The expected answer holds every line from the first line of the data below through the line containing "fn settings() ->", exactly as written, and no other line.

**WORKING DATA**
-*-

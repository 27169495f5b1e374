use mockito::{Matcher, Server};
use serde_json::json;
use std::sync::Arc;
use std::time::Duration;

use tinylm_gateway::client::{ClientConfig, CompletionClient};
use tinylm_gateway::config::CompletionSettings;
use tinylm_gateway::handlers::router;
use tinylm_gateway::models::{ErrorBody, Reply};
use tinylm_gateway::rate_limit::{RateGate, WindowPolicy};
use tinylm_gateway::state::AppState;

fn settings() -> CompletionSettings {
    CompletionSettings {
        chat_model: "test/chat-model".to_string(),
        tone_model: "test/tone-model".to_string(),
        temperature: 0.7,
        chat_max_tokens: 1000,
        tone_max_tokens: 500,
    }
}

fn completion(content: &str) -> String {
    json!({ "choices": [ { "message": { "role": "assistant", "content": content } } ] }).to_string()
}

async fn spawn_gateway(upstream: &str, policies: Vec<WindowPolicy>) -> (String, Arc<AppState>) {
    let client = CompletionClient::new(ClientConfig {
        api_url: format!("{}/chat", upstream),
        api_key: "test-key".to_string(),
        referer: "https://example.test".to_string(),
        title: "Gateway Test".to_string(),
        timeout: Duration::from_secs(5),
    })
    .unwrap();
    let gate = Arc::new(RateGate::new(policies).unwrap());
    let state = AppState::start(gate, client, settings());

    let listener = tokio::net::TcpListener::bind("127.0.0.1:0").await.unwrap();
    let addr = listener.local_addr().unwrap();
    let app = router(state.clone());
    tokio::spawn(async move {
        axum::serve(listener, app).await.unwrap();
    });

    (format!("http://{}", addr), state)
}

fn per_minute(count: u32) -> Vec<WindowPolicy> {
    vec![WindowPolicy::per_seconds(count, 60).unwrap()]
}

#[tokio::test]
async fn chat_reply_is_sanitized() {
    let mut server = Server::new_async().await;
    let mock = server
        .mock("POST", "/chat")
        .match_header("authorization", "Bearer test-key")
        .match_header("x-title", "Gateway Test")
        .match_header("http-referer", "https://example.test")
        .match_body(Matcher::PartialJson(json!({
            "model": "test/chat-model",
            "max_tokens": 1000
        })))
        .with_status(200)
        .with_header("content-type", "application/json")
        .with_body(completion(
            "What is the capital of France? Paris is the capital of France.\nQ: And Spain?",
        ))
        .expect(1)
        .create_async()
        .await;

    let (base, _state) = spawn_gateway(&server.url(), per_minute(10)).await;
    let res = reqwest::Client::new()
        .post(format!("{}/api/chat", base))
        .json(&json!({ "message": "What is the capital of France?" }))
        .send()
        .await
        .unwrap();

    assert_eq!(res.status(), 200);
    let reply: Reply = res.json().await.unwrap();
    assert_eq!(reply.reply, "Paris is the capital of France.");
    assert_eq!(reply.session_id, None);
    mock.assert_async().await;
}

#[tokio::test]
async fn denied_requests_never_reach_upstream() {
    let mut server = Server::new_async().await;
    let mock = server
        .mock("POST", "/chat")
        .with_status(200)
        .with_body(completion("Sure."))
        .expect(2)
        .create_async()
        .await;

    let (base, _state) = spawn_gateway(&server.url(), per_minute(2)).await;
    let http = reqwest::Client::new();

    for _ in 0..2 {
        let res = http
            .post(format!("{}/api/chat", base))
            .json(&json!({ "message": "hi" }))
            .send()
            .await
            .unwrap();
        assert_eq!(res.status(), 200);
    }

    let res = http
        .post(format!("{}/api/tone", base))
        .json(&json!({ "text": "hi", "tone": "formal" }))
        .send()
        .await
        .unwrap();
    assert_eq!(res.status(), 429);
    assert!(res.headers().contains_key("retry-after"));
    let body: ErrorBody = res.json().await.unwrap();
    assert_eq!(
        body.error,
        "Rate limit exceeded. Please wait a moment before trying again."
    );

    mock.assert_async().await;
}

#[tokio::test]
async fn upstream_error_message_is_passed_through() {
    let mut server = Server::new_async().await;
    let _mock = server
        .mock("POST", "/chat")
        .with_status(401)
        .with_body(json!({ "error": { "message": "No auth credentials found", "code": 401 } }).to_string())
        .create_async()
        .await;

    let (base, _state) = spawn_gateway(&server.url(), per_minute(10)).await;
    let res = reqwest::Client::new()
        .post(format!("{}/api/chat", base))
        .json(&json!({ "message": "hello" }))
        .send()
        .await
        .unwrap();

    assert_eq!(res.status(), 502);
    let body: ErrorBody = res.json().await.unwrap();
    assert_eq!(body.error, "API Error: No auth credentials found");
}

#[tokio::test]
async fn response_without_choices_is_malformed() {
    let mut server = Server::new_async().await;
    let _mock = server
        .mock("POST", "/chat")
        .with_status(200)
        .with_body(r#"{"choices": []}"#)
        .create_async()
        .await;

    let (base, _state) = spawn_gateway(&server.url(), per_minute(10)).await;
    let res = reqwest::Client::new()
        .post(format!("{}/api/chat", base))
        .json(&json!({ "message": "hello" }))
        .send()
        .await
        .unwrap();

    assert_eq!(res.status(), 502);
    let body: ErrorBody = res.json().await.unwrap();
    assert!(body.error.starts_with("Error: "));
}

#[tokio::test]
async fn session_history_is_sent_and_can_be_forgotten() {
    let mut server = Server::new_async().await;
    let first = server
        .mock("POST", "/chat")
        .with_status(200)
        .with_body(completion("Hello! Nice to meet"))
        .expect(1)
        .create_async()
        .await;

    let (base, state) = spawn_gateway(&server.url(), per_minute(10)).await;
    let http = reqwest::Client::new();

    let reply: Reply = http
        .post(format!("{}/api/chat", base))
        .json(&json!({ "message": "Hi", "session_id": "abc" }))
        .send()
        .await
        .unwrap()
        .json()
        .await
        .unwrap();
    assert_eq!(reply.reply, "Hello!");
    assert_eq!(reply.session_id.as_deref(), Some("abc"));
    first.assert_async().await;
    first.remove_async().await;

    // The stored turn carries the sanitized reply, not the raw one
    let second = server
        .mock("POST", "/chat")
        .match_body(Matcher::AllOf(vec![
            Matcher::Regex(r#""role":"user","content":"Hi""#.to_string()),
            Matcher::Regex(r#""role":"assistant","content":"Hello!""#.to_string()),
            Matcher::Regex(r#""role":"user","content":"How are you\?""#.to_string()),
        ]))
        .with_status(200)
        .with_body(completion("Fine, thanks."))
        .expect(1)
        .create_async()
        .await;

    let reply: Reply = http
        .post(format!("{}/api/chat", base))
        .json(&json!({ "message": "How are you?", "session_id": "abc" }))
        .send()
        .await
        .unwrap()
        .json()
        .await
        .unwrap();
    assert_eq!(reply.reply, "Fine, thanks.");
    second.assert_async().await;
    assert_eq!(state.history("abc").len(), 4);

    let res = http.delete(format!("{}/api/chat/abc", base)).send().await.unwrap();
    assert_eq!(res.status(), 204);
    let res = http.delete(format!("{}/api/chat/abc", base)).send().await.unwrap();
    assert_eq!(res.status(), 404);
    assert!(state.history("abc").is_empty());
}

#[tokio::test]
async fn tone_rewrite_uses_tone_prompt_and_model() {
    let mut server = Server::new_async().await;
    let mock = server
        .mock("POST", "/chat")
        .match_body(Matcher::AllOf(vec![
            Matcher::PartialJson(json!({ "model": "test/tone-model", "max_tokens": 500 })),
            Matcher::Regex(r"Rewrite text in a Playful tone \(fun and lighthearted\)\.".to_string()),
        ]))
        .with_status(200)
        .with_body(completion("  Oops, the bus zoomed off without me!  "))
        .expect(1)
        .create_async()
        .await;

    let (base, _state) = spawn_gateway(&server.url(), per_minute(10)).await;
    let reply: Reply = reqwest::Client::new()
        .post(format!("{}/api/tone", base))
        .json(&json!({ "text": "I missed the bus.", "tone": "Playful" }))
        .send()
        .await
        .unwrap()
        .json()
        .await
        .unwrap();

    assert_eq!(reply.reply, "Oops, the bus zoomed off without me!");
    mock.assert_async().await;
}

#[tokio::test]
async fn concurrent_requests_respect_quota() {
    let mut server = Server::new_async().await;
    let mock = server
        .mock("POST", "/chat")
        .with_status(200)
        .with_body(completion("Ok."))
        .expect(5)
        .create_async()
        .await;

    let (base, _state) = spawn_gateway(&server.url(), per_minute(5)).await;
    let http = reqwest::Client::new();

    let tasks: Vec<_> = (0..20)
        .map(|i| {
            let http = http.clone();
            let url = format!("{}/api/chat", base);
            tokio::spawn(async move {
                http.post(url)
                    .json(&json!({ "message": format!("question {}", i) }))
                    .send()
                    .await
                    .unwrap()
                    .status()
                    .as_u16()
            })
        })
        .collect();

    let mut ok = 0;
    let mut limited = 0;
    for task in tasks {
        match task.await.unwrap() {
            200 => ok += 1,
            429 => limited += 1,
            other => panic!("unexpected status {}", other),
        }
    }
    assert_eq!(ok, 5);
    assert_eq!(limited, 15);
    mock.assert_async().await;
}

#[tokio::test]
async fn health_reports_window_usage() {
    let server = Server::new_async().await;
    let policies = vec![
        WindowPolicy::per_seconds(10, 60).unwrap(),
        WindowPolicy::per_seconds(100, 86_400).unwrap(),
    ];
    let (base, state) = spawn_gateway(&server.url(), policies).await;
    assert!(state.gate.try_admit().is_admitted());

    let health: serde_json::Value = reqwest::get(format!("{}/health", base))
        .await
        .unwrap()
        .json()
        .await
        .unwrap();

    assert_eq!(health["status"], "healthy");
    assert_eq!(health["rate_windows"][0]["in_window"], 1);
    assert_eq!(health["rate_windows"][1]["max_count"], 100);
    assert_eq!(health["rate_windows"][1]["duration_secs"], 86_400);
}

#[tokio::test]
async fn examples_and_metrics_are_served() {
    let server = Server::new_async().await;
    let (base, _state) = spawn_gateway(&server.url(), per_minute(10)).await;

    let examples: serde_json::Value = reqwest::get(format!("{}/api/examples", base))
        .await
        .unwrap()
        .json()
        .await
        .unwrap();
    assert_eq!(examples["chat"].as_array().unwrap().len(), 4);
    assert_eq!(examples["tone"][0]["tone"], "sad");

    let metrics = reqwest::get(format!("{}/metrics", base))
        .await
        .unwrap()
        .text()
        .await
        .unwrap();
    assert!(metrics.contains("tinylm_upstream_latency_seconds"));
}
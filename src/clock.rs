use parking_lot::Mutex;
use std::time::{Duration, Instant};

// Monotonic time source, read as an offset from a fixed origin
pub trait Clock: Send + Sync {
    fn now(&self) -> Duration;
}

// Real clock backed by Instant
pub struct MonotonicClock {
    origin: Instant,
}

impl MonotonicClock {
    pub fn new() -> Self {
        Self {
            origin: Instant::now(),
        }
    }
}

impl Default for MonotonicClock {
    fn default() -> Self {
        Self::new()
    }
}

impl Clock for MonotonicClock {
    fn now(&self) -> Duration {
        self.origin.elapsed()
    }
}

/// Hand-driven clock for tests: time only moves when `advance` is called.
#[derive(Default)]
pub struct ManualClock {
    offset: Mutex<Duration>,
}

impl ManualClock {
    pub fn new() -> Self {
        Self::default()
    }

    pub fn advance(&self, by: Duration) {
        *self.offset.lock() += by;
    }
}

impl Clock for ManualClock {
    fn now(&self) -> Duration {
        *self.offset.lock()
    }
}
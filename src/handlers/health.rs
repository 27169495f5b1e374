use axum::{Json, extract::State, response::IntoResponse};
use std::sync::Arc;

use crate::state::AppState;

pub async fn health_handler(State(state): State<Arc<AppState>>) -> impl IntoResponse {
    let windows: Vec<_> = state
        .gate
        .usage()
        .into_iter()
        .map(|usage| {
            serde_json::json!({
                "max_count": usage.policy.max_count(),
                "duration_secs": usage.policy.duration().as_secs(),
                "in_window": usage.in_window,
            })
        })
        .collect();

    Json(serde_json::json!({
        "status": "healthy",
        "timestamp": chrono::Utc::now().to_rfc3339(),
        "rate_windows": windows,
        "sessions": state.sessions.len(),
    }))
}
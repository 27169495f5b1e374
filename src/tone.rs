use crate::models::ChatMessage;

const PREDEFINED_TONES: [(&str, &str); 10] = [
    ("playful", "fun and lighthearted"),
    ("serious", "formal and grave"),
    ("formal", "professional and proper"),
    ("casual", "relaxed and informal"),
    ("professional", "business-appropriate"),
    ("friendly", "warm and approachable"),
    ("enthusiastic", "energetic and excited"),
    ("sarcastic", "humorous with irony"),
    ("poetic", "descriptive and metaphorical"),
    ("technical", "precise and accurate"),
];

// Sample (text, tone) pairs offered by the tone rewriter UI
pub const TONE_EXAMPLES: [(&str, &str); 5] = [
    ("I missed the bus.", "sad"),
    ("The assignment is due tomorrow.", "anxious"),
    ("I love this new cafe!", "happy"),
    ("This is so boring.", "sarcastic"),
    ("Let's celebrate your success!", "joyful"),
];

// Sample prompts offered by the chatbot UI
pub const CHAT_EXAMPLES: [&str; 4] = [
    "Tell me a short story",
    "How do I create a Python function?",
    "What is the capital of France?",
    "Write code to sort a list in Python",
];

/// Style hint for `tone`. Unknown tones are described generically.
pub fn tone_description(tone: &str) -> String {
    let key = tone.trim().to_lowercase();
    PREDEFINED_TONES
        .iter()
        .find(|(name, _)| *name == key)
        .map(|(_, style)| style.to_string())
        .unwrap_or_else(|| format!("{} emotional style", tone.trim()))
}

pub fn tone_messages(text: &str, tone: &str) -> Vec<ChatMessage> {
    let tone = tone.trim();
    vec![
        ChatMessage::system(format!(
            "Rewrite text in a {} tone ({}).",
            tone,
            tone_description(tone)
        )),
        ChatMessage::user(text),
    ]
}
//! Post-processing of raw model output before it is shown to a user.
//!
//! Models behind the completion API sometimes echo the prompt back, keep going
//! with an imagined transcript, or stop mid-sentence when they hit the token
//! limit. [`Sanitizer::sanitize`] undoes all three, in that order.

pub const TERMINAL_PUNCTUATION: [char; 4] = ['.', '!', '?', ';'];

const DEFAULT_MARKERS: [&str; 4] = ["\nQ:", "\nA:", "\nHuman:", "\nAssistant:"];

/// Substrings that mark the start of a hallucinated follow-up turn.
#[derive(Debug, Clone, PartialEq, Eq)]
pub struct DialogueMarkers {
    markers: Vec<String>,
}

impl DialogueMarkers {
    pub fn new<I, S>(markers: I) -> Self
    where
        I: IntoIterator<Item = S>,
        S: Into<String>,
    {
        Self {
            markers: markers
                .into_iter()
                .map(Into::into)
                .filter(|m: &String| !m.is_empty())
                .collect(),
        }
    }

    pub fn with_marker(mut self, marker: impl Into<String>) -> Self {
        let marker = marker.into();
        if !marker.is_empty() && !self.markers.contains(&marker) {
            self.markers.push(marker);
        }
        self
    }

    pub fn iter(&self) -> impl Iterator<Item = &str> {
        self.markers.iter().map(String::as_str)
    }

    // Byte offset of the earliest marker in `text`, whichever marker it is
    fn first_in(&self, text: &str) -> Option<usize> {
        self.iter().filter_map(|marker| text.find(marker)).min()
    }
}

impl Default for DialogueMarkers {
    fn default() -> Self {
        Self::new(DEFAULT_MARKERS)
    }
}

#[derive(Debug, Clone, Default)]
pub struct Sanitizer {
    markers: DialogueMarkers,
}

impl Sanitizer {
    pub fn new(markers: DialogueMarkers) -> Self {
        Self { markers }
    }

    pub fn markers(&self) -> &DialogueMarkers {
        &self.markers
    }

    /// Clean `raw` model output produced in answer to `prompt`.
    ///
    /// Never fails. Empty or whitespace-only input comes back as `"."`.
    pub fn sanitize(&self, raw: &str, prompt: &str) -> String {
        let text = strip_echo(raw, prompt);
        let text = self.truncate_dialogue(text);
        complete_sentence(text)
    }

    fn truncate_dialogue<'a>(&self, text: &'a str) -> &'a str {
        match self.markers.first_in(text) {
            Some(at) => text[..at].trim(),
            None => text,
        }
    }
}

pub fn sanitize(raw: &str, prompt: &str) -> String {
    Sanitizer::default().sanitize(raw, prompt)
}

fn strip_echo<'a>(raw: &'a str, prompt: &str) -> &'a str {
    match raw.strip_prefix(prompt) {
        Some(rest) => rest.trim(),
        None => raw,
    }
}

fn complete_sentence(text: &str) -> String {
    let text = text.trim();
    if text.ends_with(TERMINAL_PUNCTUATION) {
        return text.to_string();
    }
    match text.rfind(TERMINAL_PUNCTUATION) {
        // Terminal punctuation is ASCII, so `at + 1` is a char boundary
        Some(at) => text[..=at].to_string(),
        None => format!("{text}."),
    }
}
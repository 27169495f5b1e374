use axum::{
    Json,
    extract::{Path, State},
    http::StatusCode,
};
use std::sync::Arc;

use super::admit;
use crate::error::GatewayError;
use crate::metrics::REQUEST_TOTAL;
use crate::models::{ChatMessage, ChatTurn, CompletionRequest, Reply};
use crate::state::AppState;

pub async fn chat_handler(
    State(state): State<Arc<AppState>>,
    Json(payload): Json<ChatTurn>,
) -> Result<Json<Reply>, GatewayError> {
    REQUEST_TOTAL.inc();
    admit(&state)?;

    // Prior turns give the model context; anonymous calls are one-shot
    let mut messages = payload
        .session_id
        .as_deref()
        .map(|id| state.history(id))
        .unwrap_or_default();
    let user = ChatMessage::user(payload.message.as_str());
    messages.push(user.clone());

    let request = CompletionRequest {
        model: state.settings.chat_model.clone(),
        messages,
        temperature: state.settings.temperature,
        max_tokens: state.settings.chat_max_tokens,
    };
    let raw = state.complete(request).await?;
    let reply = state.sanitizer.sanitize(&raw, &payload.message);

    if let Some(id) = payload.session_id.as_deref() {
        state.record_turn(id, user, ChatMessage::assistant(reply.as_str()));
    }

    Ok(Json(Reply {
        reply,
        session_id: payload.session_id,
    }))
}

pub async fn forget_session_handler(
    State(state): State<Arc<AppState>>,
    Path(session_id): Path<String>,
) -> StatusCode {
    if state.forget(&session_id) {
        StatusCode::NO_CONTENT
    } else {
        StatusCode::NOT_FOUND
    }
}
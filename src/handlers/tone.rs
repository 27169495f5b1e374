use axum::{Json, extract::State};
use std::sync::Arc;

use super::admit;
use crate::error::GatewayError;
use crate::metrics::REQUEST_TOTAL;
use crate::models::{CompletionRequest, Reply, ToneRewrite};
use crate::state::AppState;
use crate::tone::tone_messages;

pub async fn tone_handler(
    State(state): State<Arc<AppState>>,
    Json(payload): Json<ToneRewrite>,
) -> Result<Json<Reply>, GatewayError> {
    REQUEST_TOTAL.inc();
    admit(&state)?;

    let request = CompletionRequest {
        model: state.settings.tone_model.clone(),
        messages: tone_messages(&payload.text, &payload.tone),
        temperature: state.settings.temperature,
        max_tokens: state.settings.tone_max_tokens,
    };
    let raw = state.complete(request).await?;

    Ok(Json(Reply {
        reply: state.sanitizer.sanitize(&raw, &payload.text),
        session_id: None,
    }))
}
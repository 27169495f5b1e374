use axum::Json;
use axum::http::{HeaderValue, StatusCode, header};
use axum::response::{IntoResponse, Response};
use thiserror::Error;

use crate::models::ErrorBody;
use crate::rate_limit::{ConfigError, Denial};

/// Every way a gated completion call can fail. `Display` is the text shown to
/// the end user, so each variant reads as a finished message.
#[derive(Debug, Error)]
pub enum GatewayError {
    #[error("{}", .0.message())]
    QuotaExceeded(Denial),

    #[error("API Error: {0}")]
    Upstream(String),

    #[error("Error: {0}")]
    Transport(#[from] reqwest::Error),

    #[error("Error: {0}")]
    MalformedResponse(String),

    #[error("Error: completion worker is not running")]
    QueueClosed,

    #[error("configuration error: {0}")]
    Config(#[from] ConfigError),
}

impl From<Denial> for GatewayError {
    fn from(denial: Denial) -> Self {
        GatewayError::QuotaExceeded(denial)
    }
}

impl GatewayError {
    pub fn status_code(&self) -> StatusCode {
        match self {
            GatewayError::QuotaExceeded(_) => StatusCode::TOO_MANY_REQUESTS,
            GatewayError::Upstream(_) | GatewayError::MalformedResponse(_) => {
                StatusCode::BAD_GATEWAY
            }
            GatewayError::Transport(e) if e.is_timeout() => StatusCode::GATEWAY_TIMEOUT,
            GatewayError::Transport(_) => StatusCode::BAD_GATEWAY,
            GatewayError::QueueClosed => StatusCode::SERVICE_UNAVAILABLE,
            GatewayError::Config(_) => StatusCode::INTERNAL_SERVER_ERROR,
        }
    }
}

impl IntoResponse for GatewayError {
    fn into_response(self) -> Response {
        let status = self.status_code();
        let mut response = (status, Json(ErrorBody { error: self.to_string() })).into_response();

        if let GatewayError::QuotaExceeded(denial) = &self {
            let secs = denial.retry_after.as_secs().max(1);
            response
                .headers_mut()
                .insert(header::RETRY_AFTER, HeaderValue::from(secs));
        }
        response
    }
}
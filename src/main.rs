use clap::Parser; // for cli
use std::sync::Arc;

use tinylm_gateway::cli::ChatLoop;
use tinylm_gateway::client::CompletionClient;
use tinylm_gateway::config::{Args, Command};
use tinylm_gateway::handlers::router;
use tinylm_gateway::logging::init_logging;
use tinylm_gateway::rate_limit::RateGate;
use tinylm_gateway::state::AppState;

// this is main async function with tokio
#[tokio::main]
async fn main() -> Result<(), Box<dyn std::error::Error>> {
    // parse cli arguments
    let args = Args::parse();
    init_logging(args.log_json);

    if args.api_key.is_empty() {
        tracing::warn!("OPENROUTER_API_KEY is not set; the completion API will reject requests");
    }

    // One gate per process, shared by every call site
    let gate = Arc::new(RateGate::new(args.policies()?)?);
    for policy in gate.policies() {
        tracing::info!(%policy, "rate window configured");
    }

    match args.command {
        Command::Chat => {
            let client = CompletionClient::new(args.client_config("TinyLM Chatbot"))?;
            let chat = ChatLoop::new(gate, client, args.settings());
            let stdin = tokio::io::BufReader::new(tokio::io::stdin());
            chat.run(stdin, tokio::io::stdout()).await?;
        }
        Command::Serve { port } => {
            let client = CompletionClient::new(args.client_config("TinyLM Web Gateway"))?;
            let state = AppState::start(gate, client, args.settings());
            let app = router(state);

            let addr = format!("0.0.0.0:{}", port);
            let listener = tokio::net::TcpListener::bind(&addr).await?;

            tracing::info!("Gateway running on http://localhost:{}", port);
            tracing::info!("Forwarding to {}", args.api_url);
            tracing::info!(chat_model = %args.model, tone_model = %args.tone_model, "models");
            axum::serve(listener, app).await?;
        }
    }

    Ok(())
}
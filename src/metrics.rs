use lazy_static::lazy_static;
use prometheus::{
    Counter, Gauge, Histogram, IntCounterVec, register_counter, register_gauge,
    register_histogram, register_int_counter_vec,
};


lazy_static! {
    pub static ref REQUEST_TOTAL: Counter =
        register_counter!("tinylm_requests_total", "Total number of requests").unwrap();
    pub static ref RATE_LIMITED: IntCounterVec = register_int_counter_vec!(
        "tinylm_rate_limited_total",
        "Requests denied by the rate gate",
        &["scope"]
    )
    .unwrap();
    pub static ref UPSTREAM_FAILURES: IntCounterVec = register_int_counter_vec!(
        "tinylm_upstream_failures_total",
        "Completion calls that ended in an error",
        &["kind"]
    )
    .unwrap();
    pub static ref REQUEST_LATENCY: Histogram = register_histogram!(
        "tinylm_upstream_latency_seconds",
        "Completion API latency in seconds"
    )
    .unwrap();
    pub static ref ACTIVE_SESSIONS: Gauge =
        register_gauge!("tinylm_active_sessions", "Chat sessions with stored history").unwrap();
}

// Register every metric up front so /metrics lists them before first use
pub fn init() {
    lazy_static::initialize(&REQUEST_TOTAL);
    lazy_static::initialize(&RATE_LIMITED);
    lazy_static::initialize(&UPSTREAM_FAILURES);
    lazy_static::initialize(&REQUEST_LATENCY);
    lazy_static::initialize(&ACTIVE_SESSIONS);
}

-*-

**TASK RESPONSE**
repository 27169495f5b1e374
use mockito::{Matcher, Server};
use serde_json::json;
use std::sync::Arc;
use std::time::Duration;

use tinylm_gateway::client::{ClientConfig, CompletionClient};
use tinylm_gateway::config::CompletionSettings;
use tinylm_gateway::handlers::router;
use tinylm_gateway::models::{ErrorBody, Reply};
use tinylm_gateway::rate_limit::{RateGate, WindowPolicy};
use tinylm_gateway::state::AppState;

fn settings() -> CompletionSettings {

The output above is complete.